But there is hope. For years, senators (okay, maybe only one senator) has been trying to get co-sponsors of a bill to make insider trading illegal, without success. But in today's headlines, I notice this blurb: Senate to Hold First Hearing on Banning Insider Trading by Lawmakers

The Senate will hold its first-ever hearing on legislation to ban members of Congress from trading on information they learn in the halls of Congress.

You say you're not mad yet? Pull up Google and look up any of the following:

Insider trading+ ....

Still not upset?

Oh, folks, this is just the tip of the iceberg. Thank goodness for the internet. All great investigative reporters have long since been fired, laid off, down-sized, or have seen the writing on the wall and hit the road before the screen door hit them in the a$$ on the way out.
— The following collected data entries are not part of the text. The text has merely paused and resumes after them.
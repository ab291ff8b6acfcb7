// SPDX-License-Identifier: Apache-2.0 OR MIT
// Copyright (c) 2025-2026 naskel.com

//! Boat upload server
//!
//! A TLS-secured file drop service. Clients authenticate with a
//! username/password pair and upload files into per-user repositories
//! using a small line-oriented protocol (three-digit reply codes,
//! uppercase verbs, length-prefixed binary blocks).
//!
//! # Architecture
//!
//! ```text
//! BoatServer
//! +-- TLS acceptor            (rustls, server-authenticated)
//! +-- ServerContext           (user registry + repository layout)
//! +-- ConnectionSupervisor    (one task per connection)
//!     +-- StreamFramer        (text lines / raw block bytes)
//!     +-- Session             (protocol state machine)
//!     +-- StagedUpload        (temp file, unlinked on drop)
//! ```
//!
//! Uploads are staged under `<root>/tmp/` and promoted into the user's
//! repository with an atomic rename on SAVE; a `current.<filename>`
//! symlink always points at the newest version.
//!
//! # Example
//!
//! ```ignore
//! use boatd::{BoatServer, ServerConfig};
//!
//! let config = ServerConfig::from_file(&path)?;
//! let server = BoatServer::new(config)?;
//! server.run().await?;
//! ```

pub mod auth;
pub mod config;
pub mod repository;
pub mod server;
pub mod tls;

pub use config::{ConfigError, ServerConfig, UserConfig};
pub use server::{BoatServer, ServerContext, ServerError};
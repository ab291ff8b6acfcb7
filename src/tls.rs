// SPDX-License-Identifier: Apache-2.0 OR MIT
// Copyright (c) 2025-2026 naskel.com

//! Server-side TLS setup.
//!
//! Loads a PEM certificate chain and private key and builds the acceptor
//! used by the listener. Clients are authenticated by USER/PASS, not by
//! certificates, so no client auth is requested.

use rustls::pki_types::{CertificateDer, PrivateKeyDer};
use std::fs::File;
use std::io::{self, BufReader};
use std::path::Path;
use std::sync::Arc;
use tokio_rustls::TlsAcceptor;

/// Build a TLS acceptor from PEM certificate and key files.
pub fn load_acceptor(cert_path: &Path, key_path: &Path) -> io::Result<TlsAcceptor> {
    let mut cert_reader = BufReader::new(File::open(cert_path)?);
    let certs: Vec<CertificateDer<'static>> =
        rustls_pemfile::certs(&mut cert_reader).collect::<Result<_, _>>()?;
    if certs.is_empty() {
        return Err(io::Error::new(
            io::ErrorKind::InvalidInput,
            "no certificates found in PEM data",
        ));
    }

    let mut key_reader = BufReader::new(File::open(key_path)?);
    let key: PrivateKeyDer<'static> = rustls_pemfile::private_key(&mut key_reader)?
        .ok_or_else(|| {
            io::Error::new(io::ErrorKind::InvalidInput, "no private key found in PEM data")
        })?;

    let config = rustls::ServerConfig::builder()
        .with_no_client_auth()
        .with_single_cert(certs, key)
        .map_err(|e| io::Error::new(io::ErrorKind::InvalidData, e))?;

    Ok(TlsAcceptor::from(Arc::new(config)))
}
#[cfg(test)]
mod tests {
    use super::*;
    use crate::auth::make_password_record;
    use crate::repository::RepositoryLayout;
    use crate::server::registry::UserRegistry;
    use tempfile::TempDir;

    const SALT: &str = "0123456789abcdef";

    fn test_context() -> (TempDir, ServerContext) {
        let dir = tempfile::tempdir().unwrap();
        let mut registry = UserRegistry::new();
        registry.insert(User {
            username: "alice".into(),
            password_record: make_password_record(SALT, "hunter2").unwrap(),
            repository: "alice-files".into(),
            versioning_enabled: true,
        });
        let layout = RepositoryLayout::new(dir.path());
        let ctx = ServerContext { registry, layout };
        (dir, ctx)
    }

    async fn dispatch(session: &mut Session, ctx: &ServerContext, line: &str) -> Step {
        let mut line = line.to_string();
        session.handle_line(ctx, &mut line).await
    }

    async fn authenticate(session: &mut Session, ctx: &ServerContext) {
        let step = dispatch(session, ctx, "USER alice").await;
        assert_eq!(step.reply, REPLY_PASSWORD_PLEASE);
        let step = dispatch(session, ctx, "PASS hunter2").await;
        assert_eq!(step.reply, REPLY_AUTHENTICATED);
    }

    async fn bootstrap(ctx: &ServerContext) {
        ctx.layout.bootstrap(&ctx.registry).await.unwrap();
    }

    #[tokio::test]
    async fn test_verbs_are_case_insensitive() {
        let (_dir, ctx) = test_context();
        let mut session = Session::new();

        let step = dispatch(&mut session, &ctx, "user alice").await;
        assert_eq!(step.reply, REPLY_PASSWORD_PLEASE);
        assert_eq!(session.phase(), Phase::AwaitPassword);

        let step = dispatch(&mut session, &ctx, "quit").await;
        assert_eq!(step.control, Control::Quit);
    }

    #[tokio::test]
    async fn test_arguments_keep_their_case() {
        let (_dir, ctx) = test_context();
        let mut session = Session::new();

        dispatch(&mut session, &ctx, "USER Alice").await;
        assert_eq!(session.pending_username.as_deref(), Some("Alice"));
    }

    #[tokio::test]
    async fn test_user_requires_a_name() {
        let (_dir, ctx) = test_context();
        let mut session = Session::new();

        let step = dispatch(&mut session, &ctx, "USER").await;
        assert_eq!(step.reply, REPLY_NO_USERNAME);
        assert_eq!(session.phase(), Phase::Init);
    }

    #[tokio::test]
    async fn test_wrong_state_command_replies_500() {
        let (_dir, ctx) = test_context();
        let mut session = Session::new();

        let step = dispatch(&mut session, &ctx, "PUT x").await;
        assert_eq!(step.reply, REPLY_UNKNOWN);
        assert_eq!(step.control, Control::Continue);
        assert_eq!(session.phase(), Phase::Init);
    }

    #[tokio::test]
    async fn test_pass_zeroizes_the_line() {
        let (_dir, ctx) = test_context();
        let mut session = Session::new();

        dispatch(&mut session, &ctx, "USER alice").await;

        let mut line = String::from("PASS hunter2");
        session.handle_line(&ctx, &mut line).await;
        assert!(line.is_empty());
    }

    #[tokio::test]
    async fn test_bad_password_returns_to_init() {
        let (_dir, ctx) = test_context();
        let mut session = Session::new();

        dispatch(&mut session, &ctx, "USER alice").await;
        let step = dispatch(&mut session, &ctx, "PASS wrong").await;
        assert_eq!(step.reply, REPLY_BAD_PASSWORD);
        assert_eq!(session.phase(), Phase::Init);
        assert!(session.pending_username.is_none());
        assert!(session.user.is_none());
    }

    #[tokio::test]
    async fn test_unknown_user_rejected() {
        let (_dir, ctx) = test_context();
        let mut session = Session::new();

        dispatch(&mut session, &ctx, "USER mallory").await;
        let step = dispatch(&mut session, &ctx, "PASS hunter2").await;
        assert_eq!(step.reply, REPLY_BAD_PASSWORD);
    }

    #[tokio::test]
    async fn test_put_validates_filename() {
        let (_dir, ctx) = test_context();
        bootstrap(&ctx).await;
        let mut session = Session::new();
        authenticate(&mut session, &ctx).await;

        let step = dispatch(&mut session, &ctx, "PUT").await;
        assert_eq!(step.reply, REPLY_NO_FILENAME);

        let step = dispatch(&mut session, &ctx, "PUT ../escape").await;
        assert_eq!(step.reply, REPLY_BAD_FILENAME);

        let long = format!("PUT {}", "a".repeat(MAX_FILENAME_LENGTH + 1));
        let step = dispatch(&mut session, &ctx, &long).await;
        assert_eq!(step.reply, REPLY_FILENAME_TOO_LONG);

        assert_eq!(session.phase(), Phase::Authenticated);
        assert!(session.staging.is_none());
    }

    #[tokio::test]
    async fn test_block_validates_size() {
        let (_dir, ctx) = test_context();
        bootstrap(&ctx).await;
        let mut session = Session::new();
        authenticate(&mut session, &ctx).await;
        dispatch(&mut session, &ctx, "PUT notes.txt").await;

        for line in [
            "BLOCK",
            "BLOCK 0",
            "BLOCK abc",
            "BLOCK 12x",
            "BLOCK -1",
            "BLOCK 99999999999",
            "BLOCK 999999999999999999999999",
        ] {
            let step = dispatch(&mut session, &ctx, line).await;
            assert!(step.reply.starts_with("510"), "{} accepted", line);
            assert_eq!(session.phase(), Phase::PutOpen);
        }

        let step = dispatch(&mut session, &ctx, "BLOCK 5").await;
        assert_eq!(step.reply, REPLY_COMMENCE_UPLOAD);
        assert_eq!(step.control, Control::BeginBlock);
        assert_eq!(session.phase(), Phase::ReceivingBlock);
        assert_eq!(session.staging.as_ref().unwrap().bytes_remaining(), 5);
    }

    #[tokio::test]
    async fn test_save_takes_no_argument() {
        let (_dir, ctx) = test_context();
        bootstrap(&ctx).await;
        let mut session = Session::new();
        authenticate(&mut session, &ctx).await;
        dispatch(&mut session, &ctx, "PUT notes.txt").await;

        let step = dispatch(&mut session, &ctx, "SAVE now").await;
        assert_eq!(step.reply, REPLY_SAVE_NO_ARGUMENT);
        assert_eq!(session.phase(), Phase::PutOpen);
    }

    #[tokio::test]
    async fn test_save_publishes_and_clears_staging() {
        let (dir, ctx) = test_context();
        bootstrap(&ctx).await;
        let mut session = Session::new();
        authenticate(&mut session, &ctx).await;
        dispatch(&mut session, &ctx, "PUT notes.txt").await;

        let step = dispatch(&mut session, &ctx, "SAVE").await;
        assert_eq!(step.reply, REPLY_SAVED);
        assert_eq!(session.phase(), Phase::Authenticated);
        assert!(session.staging.is_none());

        let alias = dir.path().join("alice-files").join("current.notes.txt");
        assert!(tokio::fs::symlink_metadata(&alias).await.is_ok());
    }

    #[test]
    fn test_split_command() {
        assert_eq!(split_command("QUIT"), ("QUIT".into(), ""));
        assert_eq!(split_command("user alice"), ("USER".into(), "alice"));
        assert_eq!(split_command("PASS  secret"), ("PASS".into(), " secret"));
        assert_eq!(split_command("PUT a b"), ("PUT".into(), "a b"));
    }
}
One last quote, then the rant is over and we can all go back to wondering if IBM is a bargain, or over-priced. Those in power don't have to wonder about such mundane trivia. They need only make plays where they are guaranteed the outcome.

Schweizer’s book states that Bachus bought options on the fund right after his meeting with Bernanke and Paulson, then closed his position and doubled his investment a few days later. He made other options trades between July and November of 2008, most on index-based funds, and made profits on most. He did lose $6,000 on one trade.

I was going to buy more IBM today, but thought I'd wait until my weekly briefing with HeloBen and TimTheWeasel. You don't mind if I put that little advantage to work against you in the market, do you? I mean, that's fair, don't you think? I deserve it, it's my right, don't you agree?

Oh, that's right. Life isn't fair.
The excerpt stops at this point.